● **WHAT THIS TASK INVOLVES**
Only the lines below, from the one with "into packed RGB" through the one with "and written in", are to be written out, exactly.

MATERIAL TO PROCESS START

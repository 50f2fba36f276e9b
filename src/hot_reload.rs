use std::{path::PathBuf, sync::Arc, time::Duration};

use axum::{
    extract::{
        ws::{Message, WebSocket, WebSocketUpgrade},
        State,
    },
    response::IntoResponse,
};
use notify_debouncer_full::{
    new_debouncer, DebouncedEvent,
    notify::{RecursiveMode, Watcher, Error as NotifyError},
};
use tokio::sync::broadcast::{self, error::RecvError};
use tracing::{debug, error, info};

use crate::content_loader::reload_templates;
use crate::state::{AppState, RefreshBroadcaster};

pub async fn ws_handler(
    ws: WebSocketUpgrade,
    State(tx): State<RefreshBroadcaster>,
) -> impl IntoResponse {
    ws.on_upgrade(|socket| handle_socket(socket, tx))
}

async fn handle_socket(mut socket: WebSocket, tx: RefreshBroadcaster) {
    let mut rx = tx.subscribe();

    if wait_for_reload(&mut rx).await
        && socket.send(Message::Text("reload".into())).await.is_err()
    {
        debug!("Client disconnected before reload message could be sent");
    }
}

/// True once a reload was signalled. A lagged receiver still missed at least
/// one signal, so it counts as a reload too.
async fn wait_for_reload(rx: &mut broadcast::Receiver<()>) -> bool {
    match rx.recv().await {
        Ok(()) => true,
        Err(RecvError::Lagged(skipped)) => {
            debug!("Reload receiver lagged by {} signals", skipped);
            true
        }
        Err(RecvError::Closed) => false,
    }
}

/// Emacs lock files (`.#name`) and backups (`name~`).
fn is_temp_file(path: &std::path::Path) -> bool {
    path.file_name()
        .and_then(|name| name.to_str())
        .is_some_and(|s| s.starts_with(".#") || s.ends_with('~'))
}

fn is_relevant(event: &DebouncedEvent) -> bool {
    let is_relevant_kind =
        event.kind.is_modify() || event.kind.is_create() || event.kind.is_remove();

    is_relevant_kind && !event.event.paths.iter().any(|path| is_temp_file(path))
}

/// Watches the given directories and, on change, reloads templates and tells
/// connected browsers to refresh. Posts are re-read per request, so they need
/// no reload of their own.
pub fn start_content_watcher(tx: RefreshBroadcaster, app_state: Arc<AppState>, dirs: Vec<PathBuf>) {
    info!("Starting content watcher for hot-reload...");
    tokio::spawn(async move {
        let (watcher_tx, mut watcher_rx) = tokio::sync::mpsc::channel(1);

        let debouncer = new_debouncer(Duration::from_millis(200), None, move |res: Result<Vec<DebouncedEvent>, Vec<NotifyError>>| {
            match res {
                Ok(events) => {
                    let relevant_events: Vec<&DebouncedEvent> =
                        events.iter().filter(|event| is_relevant(event)).collect();

                    if !relevant_events.is_empty() {
                        debug!("Relevant file change detected: {:?}", relevant_events.iter().flat_map(|e| &e.event.paths).map(|p| p.display()).collect::<Vec<_>>());
                        if let Err(e) = watcher_tx.blocking_send(()) {
                            error!("Failed to send watcher event: {}", e);
                        }
                    }
                }
                Err(errors) => {
                    for e in errors {
                        error!("Watcher error: {}", e);
                    }
                }
            }
        });

        let mut debouncer = match debouncer {
            Ok(debouncer) => debouncer,
            Err(e) => {
                error!("Failed to create debouncer: {}", e);
                return;
            }
        };

        for dir in &dirs {
            if let Err(e) = debouncer.watcher().watch(dir, RecursiveMode::Recursive) {
                error!("Failed to watch {}: {}", dir.display(), e);
                return;
            }
            info!("Watching {}", dir.display());
        }

        // The debouncer stays alive as long as this loop runs.
        while watcher_rx.recv().await.is_some() {
            info!("Content change detected, reloading templates and sending signal...");

            reload_templates(&app_state).await;

            if let Err(e) = tx.send(()) {
                debug!("No browser to notify of reload: {}", e);
            }
        }
    });
}
//! Pixel conversion and JPEG encoding
//!
//! This module provides:
//! - Reverse-order conversion of padded 32-bit rows into packed RGB
//! - A scanline-at-a-time JPEG encoder
//! - The row pump that feeds one mapped framebuffer through both

mod convert;
mod jpeg;

pub use convert::{convert_row, convert_row_with_order, convert_within, ByteOrder};
pub use jpeg::{EncodeSession, JpegEncoder, MAX_DIMENSION};

use std::io::Write;
use tracing::trace;

use crate::error::{KmsshotError, Result};
use crate::formats::{RGB_PIXEL_BYTES, SOURCE_PIXEL_BYTES};
use crate::types::ScanoutBuffer;

/// Encode a whole framebuffer from its mapped bytes
///
/// `pixels` must cover `pitch * height` bytes. Rows are read at
/// `row * pitch`, converted into one reused scratch row and written in
/// scanline order.
pub fn encode_buffer<W: Write>(
    pixels: &[u8],
    buffer: &ScanoutBuffer,
    encoder: &JpegEncoder,
    writer: W,
) -> Result<W> {
    buffer.validate()?;
    let required = buffer.required_len()?;
    if pixels.len() < required {
        return Err(KmsshotError::MappingTooSmall {
            fb_id: buffer.fb_id,
            mapped: pixels.len(),
            required,
        });
    }

    let width = buffer.width as usize;
    let pitch = buffer.pitch as usize;
    let src_len = width * SOURCE_PIXEL_BYTES;
    let mut row = vec![0u8; buffer.rgb_row_len()];

    let mut session = encoder.begin(writer, buffer.width, buffer.height)?;
    while session.next_scanline() < buffer.height {
        let offset = session.next_scanline() as usize * pitch;
        let src = &pixels[offset..offset + src_len];
        convert_row(Some(&mut row), RGB_PIXEL_BYTES, Some(src), SOURCE_PIXEL_BYTES, width);
        session.write_row(&row)?;
    }
    trace!(fb_id = buffer.fb_id, rows = buffer.height, "All rows written");

    session.finish()
}
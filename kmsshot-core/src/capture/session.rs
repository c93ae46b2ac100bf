//! Capture of a single scanout buffer
//!
//! A [`CaptureSession`] owns the chosen exporter and encoder settings for a
//! device and turns each [`ResolvedOutput`] into a JPEG file. Each capture
//! moves through [`CaptureState`]; on any failure the mapping and handles
//! acquired so far are released before the error is returned.

use std::fs::{self, File};
use std::io::BufWriter;
use std::path::{Path, PathBuf};
use tracing::{debug, info, trace, warn};

use crate::config::CaptureConfig;
use crate::device::{GemHandle, KmsDevice};
use crate::encode::{encode_buffer, JpegEncoder};
use crate::error::{KmsshotError, Result};
use crate::export::{select_exporter, BufferExporter};
use crate::types::{
    CaptureFailure, CaptureReport, CaptureState, CapturedImage, ResolvedOutput, ScanoutBuffer,
};

/// Captures scanout buffers of one device into JPEG files
pub struct CaptureSession<'d> {
    device: &'d dyn KmsDevice,
    exporter: Box<dyn BufferExporter>,
    encoder: JpegEncoder,
    output_dir: PathBuf,
}

impl<'d> CaptureSession<'d> {
    /// Create a session, selecting the exporter for the configured strategy
    pub fn new(device: &'d dyn KmsDevice, config: &CaptureConfig) -> Result<Self> {
        config.validate()?;
        let exporter = select_exporter(config.strategy, device);
        Ok(Self::with_exporter(device, exporter, config))
    }

    /// Create a session with an explicit exporter
    pub fn with_exporter(
        device: &'d dyn KmsDevice,
        exporter: Box<dyn BufferExporter>,
        config: &CaptureConfig,
    ) -> Self {
        Self {
            device,
            exporter,
            encoder: config.encoder(),
            output_dir: config.output_dir.clone(),
        }
    }

    /// Name of the exporter in use
    pub fn exporter_name(&self) -> &'static str {
        self.exporter.name()
    }

    /// Directory images are written to
    pub fn output_dir(&self) -> &Path {
        &self.output_dir
    }

    /// Capture one output into `screenshot-<fb_id>.jpg`
    ///
    /// The output's framebuffer handle is closed before this returns, on
    /// success and on every failure.
    pub fn capture(&self, output: ResolvedOutput<'d>) -> Result<CapturedImage> {
        let crtc_id = output.crtc_id;
        let (buffer, fb_handle) = output.into_parts();
        let result = self.try_capture(crtc_id, &buffer, fb_handle);
        if let Err(e) = &result {
            debug!(
                crtc_id,
                fb_id = buffer.fb_id,
                state = %CaptureState::Failed,
                "Capture abandoned: {}",
                e
            );
        }
        result
    }

    fn try_capture(
        &self,
        crtc_id: u32,
        buffer: &ScanoutBuffer,
        fb_handle: Option<GemHandle<'d>>,
    ) -> Result<CapturedImage> {
        trace!(
            crtc_id,
            fb_id = buffer.fb_id,
            handle = buffer.handle,
            state = %CaptureState::Resolved,
            "{}x{} pitch {} {}",
            buffer.width,
            buffer.height,
            buffer.pitch,
            buffer.format_name()
        );
        buffer.validate()?;

        let mapping = self.exporter.export_and_map(self.device, buffer, fb_handle)?;
        let required = buffer.required_len()?;
        if mapping.len() < required {
            return Err(KmsshotError::MappingTooSmall {
                fb_id: buffer.fb_id,
                mapped: mapping.len(),
                required,
            });
        }
        debug!(
            fb_id = buffer.fb_id,
            handle = ?mapping.handle(),
            len = mapping.len(),
            state = %CaptureState::Exported,
            "Mapped framebuffer"
        );

        let path = self.output_dir.join(CaptureConfig::file_name(buffer.fb_id));
        let file = File::create(&path).map_err(|source| KmsshotError::Output {
            path: path.clone(),
            source,
        })?;

        trace!(fb_id = buffer.fb_id, state = %CaptureState::Encoding(0), "Encoding rows");
        let writer = BufWriter::new(file);
        if let Err(e) = encode_buffer(mapping.as_slice(), buffer, &self.encoder, writer) {
            if let Err(rm) = fs::remove_file(&path) {
                warn!("Failed to remove partial image {:?}: {}", path, rm);
            }
            return Err(e);
        }
        drop(mapping);

        info!(
            crtc_id,
            fb_id = buffer.fb_id,
            state = %CaptureState::Done,
            "Wrote {}",
            path.display()
        );
        Ok(CapturedImage {
            crtc_id,
            fb_id: buffer.fb_id,
            path,
            width: buffer.width,
            height: buffer.height,
        })
    }

    /// Capture every output, isolating per-buffer failures
    pub fn capture_all(&self, outputs: Vec<ResolvedOutput<'d>>) -> CaptureReport {
        let mut report = CaptureReport::default();
        for output in outputs {
            let (crtc_id, fb_id) = (output.crtc_id, output.buffer.fb_id);
            match self.capture(output) {
                Ok(image) => report.captured.push(image),
                Err(error) => {
                    warn!(crtc_id, fb_id, "Skipping framebuffer: {}", error);
                    report.failed.push(CaptureFailure {
                        crtc_id,
                        fb_id,
                        error,
                    });
                }
            }
        }
        report
    }
}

MATERIAL TO PROCESS END

● **TASK ANSWER**
//! - Reverse-order conversion of padded 32-bit rows into packed RGB
//! - A scanline-at-a-time JPEG encoder
//! - The row pump that feeds one mapped framebuffer through both

mod convert;
mod jpeg;

pub use convert::{convert_row, convert_row_with_order, convert_within, ByteOrder};
pub use jpeg::{EncodeSession, JpegEncoder, MAX_DIMENSION};

use std::io::Write;
use tracing::trace;

use crate::error::{KmsshotError, Result};
use crate::formats::{RGB_PIXEL_BYTES, SOURCE_PIXEL_BYTES};
use crate::types::ScanoutBuffer;

/// Encode a whole framebuffer from its mapped bytes
///
/// `pixels` must cover `pitch * height` bytes. Rows are read at
/// `row * pitch`, converted into one reused scratch row and written in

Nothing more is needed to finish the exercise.